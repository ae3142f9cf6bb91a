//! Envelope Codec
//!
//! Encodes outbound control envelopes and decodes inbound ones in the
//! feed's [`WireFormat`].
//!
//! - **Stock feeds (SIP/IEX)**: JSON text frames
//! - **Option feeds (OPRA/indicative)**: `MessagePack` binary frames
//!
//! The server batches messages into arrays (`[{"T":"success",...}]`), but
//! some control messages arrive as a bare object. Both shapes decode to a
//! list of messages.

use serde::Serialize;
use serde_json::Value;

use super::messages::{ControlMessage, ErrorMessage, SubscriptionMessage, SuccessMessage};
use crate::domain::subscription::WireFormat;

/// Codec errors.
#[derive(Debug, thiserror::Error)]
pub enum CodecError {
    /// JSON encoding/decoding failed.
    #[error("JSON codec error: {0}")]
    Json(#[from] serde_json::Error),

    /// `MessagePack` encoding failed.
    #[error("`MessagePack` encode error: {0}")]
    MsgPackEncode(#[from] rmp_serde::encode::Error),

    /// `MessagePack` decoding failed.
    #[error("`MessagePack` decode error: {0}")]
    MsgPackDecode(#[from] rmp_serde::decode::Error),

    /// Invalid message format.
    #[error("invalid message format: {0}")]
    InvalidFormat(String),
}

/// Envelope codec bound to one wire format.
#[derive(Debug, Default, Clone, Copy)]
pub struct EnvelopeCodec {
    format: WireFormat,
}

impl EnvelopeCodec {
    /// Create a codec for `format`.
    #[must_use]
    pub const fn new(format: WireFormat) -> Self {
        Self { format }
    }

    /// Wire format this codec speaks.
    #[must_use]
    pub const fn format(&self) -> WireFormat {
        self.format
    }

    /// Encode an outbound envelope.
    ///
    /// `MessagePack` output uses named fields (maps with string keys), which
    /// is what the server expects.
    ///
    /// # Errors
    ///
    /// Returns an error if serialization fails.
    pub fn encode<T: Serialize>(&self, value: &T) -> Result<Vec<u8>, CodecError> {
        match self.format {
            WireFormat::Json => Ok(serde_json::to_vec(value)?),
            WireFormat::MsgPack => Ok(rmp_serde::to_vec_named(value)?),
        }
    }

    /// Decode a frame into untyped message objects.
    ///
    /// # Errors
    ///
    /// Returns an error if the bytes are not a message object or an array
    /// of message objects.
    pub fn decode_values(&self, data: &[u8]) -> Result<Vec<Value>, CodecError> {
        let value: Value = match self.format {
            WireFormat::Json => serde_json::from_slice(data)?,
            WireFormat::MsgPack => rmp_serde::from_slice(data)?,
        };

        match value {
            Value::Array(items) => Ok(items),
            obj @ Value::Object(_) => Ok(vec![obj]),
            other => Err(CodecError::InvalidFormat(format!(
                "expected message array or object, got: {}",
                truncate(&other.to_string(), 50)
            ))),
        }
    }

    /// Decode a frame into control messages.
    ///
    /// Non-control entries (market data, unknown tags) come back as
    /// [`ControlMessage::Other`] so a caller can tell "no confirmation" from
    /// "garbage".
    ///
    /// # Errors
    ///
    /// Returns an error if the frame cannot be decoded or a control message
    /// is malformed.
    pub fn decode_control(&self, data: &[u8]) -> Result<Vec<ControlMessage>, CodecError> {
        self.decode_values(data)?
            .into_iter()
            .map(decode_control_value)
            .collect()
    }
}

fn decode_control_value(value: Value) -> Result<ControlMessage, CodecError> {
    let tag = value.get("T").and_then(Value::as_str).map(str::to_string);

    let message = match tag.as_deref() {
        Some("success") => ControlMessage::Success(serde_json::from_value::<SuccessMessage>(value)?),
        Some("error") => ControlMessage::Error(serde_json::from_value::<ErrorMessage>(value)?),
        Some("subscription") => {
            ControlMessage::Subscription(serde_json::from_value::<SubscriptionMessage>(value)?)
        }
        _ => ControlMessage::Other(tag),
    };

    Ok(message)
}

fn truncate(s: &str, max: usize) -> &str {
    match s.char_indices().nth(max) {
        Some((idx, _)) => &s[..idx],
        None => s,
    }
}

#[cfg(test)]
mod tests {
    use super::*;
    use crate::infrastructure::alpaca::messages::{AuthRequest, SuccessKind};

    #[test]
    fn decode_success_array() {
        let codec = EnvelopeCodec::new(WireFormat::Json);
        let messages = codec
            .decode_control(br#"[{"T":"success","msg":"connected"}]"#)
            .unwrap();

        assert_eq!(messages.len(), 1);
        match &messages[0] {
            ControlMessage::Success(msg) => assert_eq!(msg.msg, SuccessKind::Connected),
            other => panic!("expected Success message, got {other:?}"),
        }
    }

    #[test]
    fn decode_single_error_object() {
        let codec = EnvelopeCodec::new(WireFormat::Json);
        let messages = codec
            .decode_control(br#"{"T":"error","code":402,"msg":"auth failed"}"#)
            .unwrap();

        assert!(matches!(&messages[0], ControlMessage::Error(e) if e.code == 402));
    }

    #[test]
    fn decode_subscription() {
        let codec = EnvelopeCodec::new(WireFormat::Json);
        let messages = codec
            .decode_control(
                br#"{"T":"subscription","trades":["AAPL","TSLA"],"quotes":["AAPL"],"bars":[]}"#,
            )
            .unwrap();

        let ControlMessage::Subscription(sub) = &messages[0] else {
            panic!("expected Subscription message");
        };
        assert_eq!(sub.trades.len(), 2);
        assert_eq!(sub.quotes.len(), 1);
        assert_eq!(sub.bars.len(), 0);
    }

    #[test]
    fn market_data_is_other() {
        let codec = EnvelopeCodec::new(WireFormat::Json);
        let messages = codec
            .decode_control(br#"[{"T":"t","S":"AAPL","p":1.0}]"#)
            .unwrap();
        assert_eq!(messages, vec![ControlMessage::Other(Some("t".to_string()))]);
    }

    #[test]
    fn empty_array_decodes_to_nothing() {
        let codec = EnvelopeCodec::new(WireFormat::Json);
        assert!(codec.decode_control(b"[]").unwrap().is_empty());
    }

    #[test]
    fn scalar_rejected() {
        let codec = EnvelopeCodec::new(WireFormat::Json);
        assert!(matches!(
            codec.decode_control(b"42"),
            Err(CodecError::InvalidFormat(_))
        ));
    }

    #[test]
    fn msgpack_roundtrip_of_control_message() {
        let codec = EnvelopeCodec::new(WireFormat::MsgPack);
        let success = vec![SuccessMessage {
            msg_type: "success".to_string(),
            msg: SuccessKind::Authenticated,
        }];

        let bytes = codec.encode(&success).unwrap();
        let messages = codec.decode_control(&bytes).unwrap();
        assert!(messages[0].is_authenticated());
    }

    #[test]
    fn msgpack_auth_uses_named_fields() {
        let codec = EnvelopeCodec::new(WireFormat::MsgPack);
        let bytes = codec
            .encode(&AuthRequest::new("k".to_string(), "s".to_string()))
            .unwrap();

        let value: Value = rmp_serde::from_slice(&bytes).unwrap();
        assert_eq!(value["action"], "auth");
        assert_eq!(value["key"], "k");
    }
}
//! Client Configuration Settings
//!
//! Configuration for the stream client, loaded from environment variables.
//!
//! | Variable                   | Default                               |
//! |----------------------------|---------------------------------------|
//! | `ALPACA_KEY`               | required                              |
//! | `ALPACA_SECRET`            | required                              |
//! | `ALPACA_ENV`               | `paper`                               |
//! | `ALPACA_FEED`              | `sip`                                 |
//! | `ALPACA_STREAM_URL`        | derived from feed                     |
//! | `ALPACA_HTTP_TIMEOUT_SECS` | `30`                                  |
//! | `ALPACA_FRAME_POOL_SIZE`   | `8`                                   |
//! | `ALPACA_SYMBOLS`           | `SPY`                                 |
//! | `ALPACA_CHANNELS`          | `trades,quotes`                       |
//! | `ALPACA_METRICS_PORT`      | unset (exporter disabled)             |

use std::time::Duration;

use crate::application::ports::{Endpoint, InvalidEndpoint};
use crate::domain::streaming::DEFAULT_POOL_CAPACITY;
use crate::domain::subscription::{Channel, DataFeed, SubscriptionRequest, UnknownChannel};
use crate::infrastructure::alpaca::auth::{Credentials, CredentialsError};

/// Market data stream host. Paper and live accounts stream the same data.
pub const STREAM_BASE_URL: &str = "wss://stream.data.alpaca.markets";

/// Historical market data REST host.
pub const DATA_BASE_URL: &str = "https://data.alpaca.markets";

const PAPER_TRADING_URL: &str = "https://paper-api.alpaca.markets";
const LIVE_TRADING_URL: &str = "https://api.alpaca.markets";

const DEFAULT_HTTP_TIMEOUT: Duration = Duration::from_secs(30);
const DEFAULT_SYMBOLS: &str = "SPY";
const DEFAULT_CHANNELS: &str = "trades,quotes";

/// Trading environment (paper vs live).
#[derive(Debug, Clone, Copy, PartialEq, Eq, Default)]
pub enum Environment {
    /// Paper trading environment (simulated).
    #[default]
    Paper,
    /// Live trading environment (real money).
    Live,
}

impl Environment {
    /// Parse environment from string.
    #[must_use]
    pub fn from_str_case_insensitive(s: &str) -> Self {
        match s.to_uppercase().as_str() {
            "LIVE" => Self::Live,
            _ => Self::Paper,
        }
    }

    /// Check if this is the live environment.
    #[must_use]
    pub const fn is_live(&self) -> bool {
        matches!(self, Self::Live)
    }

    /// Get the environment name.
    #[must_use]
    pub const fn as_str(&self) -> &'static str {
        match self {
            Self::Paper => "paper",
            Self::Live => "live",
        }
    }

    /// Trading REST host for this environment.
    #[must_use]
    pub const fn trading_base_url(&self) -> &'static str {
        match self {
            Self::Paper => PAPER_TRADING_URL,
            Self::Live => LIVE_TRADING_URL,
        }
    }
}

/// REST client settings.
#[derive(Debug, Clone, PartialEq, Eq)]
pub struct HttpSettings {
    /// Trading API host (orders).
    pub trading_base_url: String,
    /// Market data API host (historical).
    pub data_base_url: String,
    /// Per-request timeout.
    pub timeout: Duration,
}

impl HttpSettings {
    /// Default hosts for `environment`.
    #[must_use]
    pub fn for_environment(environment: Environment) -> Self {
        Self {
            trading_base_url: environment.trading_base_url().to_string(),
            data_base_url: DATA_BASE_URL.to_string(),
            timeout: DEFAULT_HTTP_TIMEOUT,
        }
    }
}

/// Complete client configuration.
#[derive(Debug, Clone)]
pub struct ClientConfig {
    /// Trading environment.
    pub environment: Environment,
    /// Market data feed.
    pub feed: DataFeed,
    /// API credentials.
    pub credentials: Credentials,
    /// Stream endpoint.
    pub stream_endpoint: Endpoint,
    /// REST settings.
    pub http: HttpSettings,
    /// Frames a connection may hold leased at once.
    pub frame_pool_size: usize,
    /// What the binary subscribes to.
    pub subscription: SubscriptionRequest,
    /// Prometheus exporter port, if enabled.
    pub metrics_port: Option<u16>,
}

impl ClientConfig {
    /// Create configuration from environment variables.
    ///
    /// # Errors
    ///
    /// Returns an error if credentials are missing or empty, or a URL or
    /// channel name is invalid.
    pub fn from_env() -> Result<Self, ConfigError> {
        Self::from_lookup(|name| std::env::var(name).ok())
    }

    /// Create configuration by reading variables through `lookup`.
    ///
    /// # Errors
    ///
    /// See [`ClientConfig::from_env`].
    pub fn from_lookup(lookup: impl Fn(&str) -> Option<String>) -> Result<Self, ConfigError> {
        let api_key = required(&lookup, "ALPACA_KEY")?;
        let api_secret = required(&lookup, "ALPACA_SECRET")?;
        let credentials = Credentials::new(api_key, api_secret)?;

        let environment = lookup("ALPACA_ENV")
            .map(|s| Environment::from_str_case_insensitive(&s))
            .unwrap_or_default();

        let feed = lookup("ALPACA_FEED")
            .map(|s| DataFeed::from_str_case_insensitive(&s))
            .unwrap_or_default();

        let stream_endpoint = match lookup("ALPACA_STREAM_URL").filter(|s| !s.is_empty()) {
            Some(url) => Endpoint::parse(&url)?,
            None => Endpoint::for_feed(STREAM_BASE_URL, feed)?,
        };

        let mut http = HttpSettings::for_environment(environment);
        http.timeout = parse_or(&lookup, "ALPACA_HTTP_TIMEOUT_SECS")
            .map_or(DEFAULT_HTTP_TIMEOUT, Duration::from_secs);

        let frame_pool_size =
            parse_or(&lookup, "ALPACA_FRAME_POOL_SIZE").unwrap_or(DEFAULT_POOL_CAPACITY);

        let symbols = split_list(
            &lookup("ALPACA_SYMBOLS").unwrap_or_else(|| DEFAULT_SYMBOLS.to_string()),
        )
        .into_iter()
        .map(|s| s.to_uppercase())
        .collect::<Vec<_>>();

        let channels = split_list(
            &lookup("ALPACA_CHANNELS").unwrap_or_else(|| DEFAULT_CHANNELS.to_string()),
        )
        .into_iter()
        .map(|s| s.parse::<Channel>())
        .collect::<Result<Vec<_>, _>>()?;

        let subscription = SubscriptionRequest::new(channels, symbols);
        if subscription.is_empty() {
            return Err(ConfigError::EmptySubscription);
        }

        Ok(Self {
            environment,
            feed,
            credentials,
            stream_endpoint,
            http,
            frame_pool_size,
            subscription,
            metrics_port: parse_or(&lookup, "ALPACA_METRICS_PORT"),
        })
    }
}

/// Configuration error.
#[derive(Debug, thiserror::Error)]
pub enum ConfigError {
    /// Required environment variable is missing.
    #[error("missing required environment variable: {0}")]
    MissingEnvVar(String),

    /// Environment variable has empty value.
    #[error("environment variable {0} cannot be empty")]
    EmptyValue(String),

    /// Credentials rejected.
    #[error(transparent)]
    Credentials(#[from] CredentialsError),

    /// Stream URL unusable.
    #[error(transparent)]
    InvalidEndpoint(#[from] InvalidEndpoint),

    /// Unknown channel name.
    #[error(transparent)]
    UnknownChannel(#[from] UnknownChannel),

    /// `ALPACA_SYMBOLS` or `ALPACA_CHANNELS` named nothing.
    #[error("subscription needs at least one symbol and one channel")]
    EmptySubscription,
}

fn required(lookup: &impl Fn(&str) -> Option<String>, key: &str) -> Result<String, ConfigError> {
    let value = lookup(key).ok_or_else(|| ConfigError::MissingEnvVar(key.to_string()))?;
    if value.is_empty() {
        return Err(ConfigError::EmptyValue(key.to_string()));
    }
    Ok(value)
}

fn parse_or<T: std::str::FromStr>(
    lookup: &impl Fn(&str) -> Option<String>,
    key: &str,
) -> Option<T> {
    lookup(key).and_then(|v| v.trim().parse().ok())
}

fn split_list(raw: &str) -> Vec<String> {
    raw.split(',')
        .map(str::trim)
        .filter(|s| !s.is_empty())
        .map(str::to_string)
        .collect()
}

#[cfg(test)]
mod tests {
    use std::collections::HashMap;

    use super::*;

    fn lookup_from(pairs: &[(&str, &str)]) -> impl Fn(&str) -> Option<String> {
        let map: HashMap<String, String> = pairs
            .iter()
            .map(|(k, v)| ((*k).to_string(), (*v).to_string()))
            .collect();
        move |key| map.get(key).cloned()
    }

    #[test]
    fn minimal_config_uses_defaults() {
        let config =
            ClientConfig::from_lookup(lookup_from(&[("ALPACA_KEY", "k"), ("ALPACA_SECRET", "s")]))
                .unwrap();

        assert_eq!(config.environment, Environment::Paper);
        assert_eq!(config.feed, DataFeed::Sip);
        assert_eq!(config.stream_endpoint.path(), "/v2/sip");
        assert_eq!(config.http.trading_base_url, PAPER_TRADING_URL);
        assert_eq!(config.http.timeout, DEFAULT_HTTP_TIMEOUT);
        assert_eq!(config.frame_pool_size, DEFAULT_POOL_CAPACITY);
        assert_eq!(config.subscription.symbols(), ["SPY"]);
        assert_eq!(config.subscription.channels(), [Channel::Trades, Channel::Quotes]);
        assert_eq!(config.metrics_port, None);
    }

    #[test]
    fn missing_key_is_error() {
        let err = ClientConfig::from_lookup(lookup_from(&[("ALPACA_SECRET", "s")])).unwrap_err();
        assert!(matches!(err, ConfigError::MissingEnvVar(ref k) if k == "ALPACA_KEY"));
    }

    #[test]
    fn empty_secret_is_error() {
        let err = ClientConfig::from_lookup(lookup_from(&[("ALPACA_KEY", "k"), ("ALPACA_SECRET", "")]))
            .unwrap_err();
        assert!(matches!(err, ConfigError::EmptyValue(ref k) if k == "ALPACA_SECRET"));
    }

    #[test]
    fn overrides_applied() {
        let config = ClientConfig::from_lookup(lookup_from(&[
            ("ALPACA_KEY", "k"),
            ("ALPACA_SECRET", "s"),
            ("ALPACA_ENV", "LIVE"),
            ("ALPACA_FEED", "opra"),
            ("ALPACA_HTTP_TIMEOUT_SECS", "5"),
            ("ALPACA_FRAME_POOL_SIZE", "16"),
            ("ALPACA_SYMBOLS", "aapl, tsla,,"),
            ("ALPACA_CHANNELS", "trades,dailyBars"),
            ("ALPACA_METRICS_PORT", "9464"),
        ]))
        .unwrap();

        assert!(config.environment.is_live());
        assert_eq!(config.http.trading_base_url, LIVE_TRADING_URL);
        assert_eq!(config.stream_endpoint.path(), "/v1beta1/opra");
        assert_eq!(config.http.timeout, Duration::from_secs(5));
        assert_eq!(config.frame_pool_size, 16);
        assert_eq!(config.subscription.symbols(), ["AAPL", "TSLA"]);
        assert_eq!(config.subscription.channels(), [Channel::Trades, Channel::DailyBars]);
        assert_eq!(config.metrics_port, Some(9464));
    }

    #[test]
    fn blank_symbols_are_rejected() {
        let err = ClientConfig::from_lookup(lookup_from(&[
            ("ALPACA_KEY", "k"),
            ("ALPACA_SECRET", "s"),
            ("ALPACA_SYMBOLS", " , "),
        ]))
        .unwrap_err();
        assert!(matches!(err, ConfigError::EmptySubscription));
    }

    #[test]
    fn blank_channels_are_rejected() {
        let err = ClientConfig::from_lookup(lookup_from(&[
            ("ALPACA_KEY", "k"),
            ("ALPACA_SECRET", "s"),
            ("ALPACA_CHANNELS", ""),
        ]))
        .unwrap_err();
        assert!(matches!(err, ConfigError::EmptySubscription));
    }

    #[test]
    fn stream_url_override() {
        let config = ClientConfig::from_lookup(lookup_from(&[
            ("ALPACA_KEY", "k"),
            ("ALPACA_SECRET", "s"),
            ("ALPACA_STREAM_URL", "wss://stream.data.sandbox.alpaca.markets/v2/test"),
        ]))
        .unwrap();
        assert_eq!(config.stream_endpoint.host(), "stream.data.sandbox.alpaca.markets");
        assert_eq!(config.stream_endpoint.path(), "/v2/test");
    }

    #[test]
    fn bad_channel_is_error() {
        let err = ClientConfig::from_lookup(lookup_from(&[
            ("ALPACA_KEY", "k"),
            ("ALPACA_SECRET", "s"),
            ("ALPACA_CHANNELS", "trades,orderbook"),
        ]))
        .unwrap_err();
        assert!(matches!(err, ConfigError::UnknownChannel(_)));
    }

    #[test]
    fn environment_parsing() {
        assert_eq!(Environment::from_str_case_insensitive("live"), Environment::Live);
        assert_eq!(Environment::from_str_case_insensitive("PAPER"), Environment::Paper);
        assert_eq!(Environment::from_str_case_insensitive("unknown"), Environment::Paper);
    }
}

○ ○ ○ ○ ○ ○ ○

Scan the material above. Return every line containing the string "variables".

//! Configuration for the stream client, loaded from environment variables.
    /// Create configuration from environment variables.
    /// Create configuration by reading variables through `lookup`.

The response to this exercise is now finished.